Wang Wei, Zhang Huina, Lin Leqian, Yang Aimin, Yang Jing, Zhao Weihong, Wang Zhilian, Zhang Lili, Su Xiaoqiang, Wang Zhe, Wang Chen, Zhang Haitao, Feng Bo, Li Dongyan, Liu Huiqiang, Niu Xiaofen, Wang Jintao, Song Jinghui, Li Li, Lv Weiguo, Zhao Chengquan, Hao Min
Department of Obstetrics and Gynecology, Second Hospital of Shanxi Medical University, Taiyuan, Shanxi 030001, China.
Department of Pathology, University of Rochester Medical Center, Rochester, NY 14642, USA.
J Cancer. 2021 Mar 14;12(10):2815-2824. doi: 10.7150/jca.55771. eCollection 2021.

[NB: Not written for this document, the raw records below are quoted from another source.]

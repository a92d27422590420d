#![allow(dead_code)]

use std::{fmt, panic::Location, ptr::NonNull};

use parking_lot::Mutex;

#[derive(Default)]
pub struct RawSignalChannelInner {
    state: Mutex<RawSignalChannelInnerLocked>,
}

#[derive(Default)]
struct RawSignalChannelInnerLocked {
    // The set of all asserted bits.
    asserted_mask: u64,

    // The set of all bits listened for by the current waker.
    wake_mask: u64,

    // Only valid if `wake_mask` is not zero.
    handler: Option<NonNull<dyn FnMut() + Send + Sync>>,

    // For debugging purposes
    handler_location: Option<&'static Location<'static>>,
}

#[derive(Debug, Copy, Clone)]
struct RawSignalChannelSnapshot {
    asserted_mask: u64,
    wake_mask: u64,
    handler: Option<&'static Location<'static>>,
}

impl RawSignalChannelInner {
    pub fn assert(&self, mask: u64) {
        let mut state = self.state.lock();

        state.asserted_mask |= mask;
        if state.wake_mask & mask != 0 {
            // (implies that state.wake_mask != 0)
            unsafe { (*state.handler.unwrap().as_ptr())() }
        }
    }

    #[track_caller]
    pub fn wait<R>(
        &self,
        wake_mask: u64,
        waker: impl FnOnce() + Send + Sync,
        worker: impl FnOnce() -> R,
    ) -> Option<R> {
        // Unsize the waker
        let mut waker = Some(waker);
        let mut waker = || {
            let Some(waker) = waker.take() else {
                return;
            };
            (waker)();
        };
        let waker = &mut waker as &mut (dyn '_ + FnMut() + Send + Sync);

        // Bind the waker
        let mut state = self.state.lock();

        assert!(
            state.handler.is_none(),
            "`wait` already called at {} on this channel",
            state.handler_location.unwrap(),
        );

        if state.asserted_mask & wake_mask != 0 {
            return None;
        }

        #[allow(clippy::unnecessary_cast)] // false positive
        {
            state.handler_location = Some(Location::caller());
            state.handler = NonNull::new(
                waker as *mut (dyn '_ + FnMut() + Send + Sync) as *mut (dyn FnMut() + Send + Sync),
            );
        }

        state.wake_mask = wake_mask;
        drop(state);

        // Run the task with a guard to clear the waker before we invalidate it by leaving this
        // function.
        let _guard = scopeguard::guard((), |()| {
            let mut state = self.state.lock();
            // Mark the handler as invalid so people don't try to wake us up with a dead handler.
            state.wake_mask = 0;
            state.handler = None;
            state.handler_location = None;
        });

        Some(worker())
    }

    pub fn take(&self, mask: u64) -> u64 {
        let mut state = self.state.lock();

        let taken = state.asserted_mask & mask;
        state.asserted_mask &= !mask;
        taken
    }

    pub fn snapshot(&self) -> impl fmt::Debug + Clone {
        let state = self.state.lock();

        RawSignalChannelSnapshot {
            asserted_mask: state.asserted_mask,
            wake_mask: state.wake_mask,
            handler: state.handler_location,
        }
    }
}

In this prospective, population-based study, we evaluated the utility of high-risk human papillomavirus (HR-HPV) genotyping for triaging women with atypical squamous cells of undetermined significance (ASC-US) in the Chinese rural area. A total of 40,000 women were recruited from rural areas of Shanxi Province, China, between June 2014 and December 2014. Women with Pap results of ASC-US underwent HPV genotyping, colposcopy and histopathological examination. For those with normal cervixes or cervical intraepithelial neoplasia (CIN) 1 on the initial evaluation, a 2-year follow-up study was performed. The reporting rate of ASC-US was 5.76% (2,304/40,000) in the study population. The detection rates of CIN 2 or above (CIN2+) and CIN 3 or above (CIN3+) in women with ASC-US were 7.28% and 1.75%, respectively. HPV 16 (39.53%), HPV 58 (17.83%), and HPV 52 (15.50%) were the three most prevalent HR-HPV genotypes among all women with ASC-US cytology. The five most common HR-HPV genotypes in CIN3+ lesions were HPV16, HPV58, HPV33, HPV31 and HPV18. Compared with the 15 HR-HPV testing, genotyping for a combination of HPV16/18/31/33/58 increased specificity significantly with virtually no loss of sensitivity for detecting CIN2+ and CIN3+ lesions, as well as significantly reduced colposcopy referral rate (23.15% vs 33.70%, p<0.01). In addition, in the 2-year follow-up period, women with infection of HPV16, 18, 31, 33 or 58 genotypes were the most likely population (92%, 23/25) to develop CIN2 lesion. Our results demonstrate that genotyping for a combination of HPV16/18/31/33/58 provides a more efficient and cost-effective model to risk-stratify women with ASC-US in the Chinese rural population.
在这项基于人群的前瞻性研究中,我们评估了高危型人乳头瘤病毒(HR-HPV)基因分型在中国农村地区对意义未明的非典型鳞状细胞(ASC-US)女性进行分流管理的效用。2014年6月至2014年12月期间,共从中国山西省农村地区招募了40000名女性。巴氏涂片结果为ASC-US的女性接受了HPV基因分型、阴道镜检查和组织病理学检查。对于初始评估时宫颈正常或为宫颈上皮内瘤变1级(CIN 1)的女性,进行了为期2年的随访研究。研究人群中ASC-US的报告率为5.76%(2304/40000)。ASC-US女性中CIN 2及以上(CIN2+)和CIN 3及以上(CIN3+)的检出率分别为7.28%和1.75%。HPV 16(39.53%)、HPV 58(17.83%)和HPV 52(15.50%)是所有ASC-US细胞学女性中最常见的三种HR-HPV基因型。CIN3+病变中最常见的五种HR-HPV基因型是HPV16、HPV58、HPV33、HPV31和HPV18。与15种HR-HPV检测相比,HPV16/18/31/33/58联合基因分型显著提高了特异性,在检测CIN2+和CIN3+病变时几乎没有敏感性损失,同时显著降低了阴道镜转诊率(23.15%对33.70%,p<0.01)。此外,在2年的随访期内,感染HPV16、18、31、33或58基因型的女性是最有可能发生CIN2病变的人群(92%,23/25)。我们的结果表明,HPV16/18/31/33/58联合基因分型为中国农村人群中ASC-US女性进行风险分层提供了一种更高效且具成本效益的模式。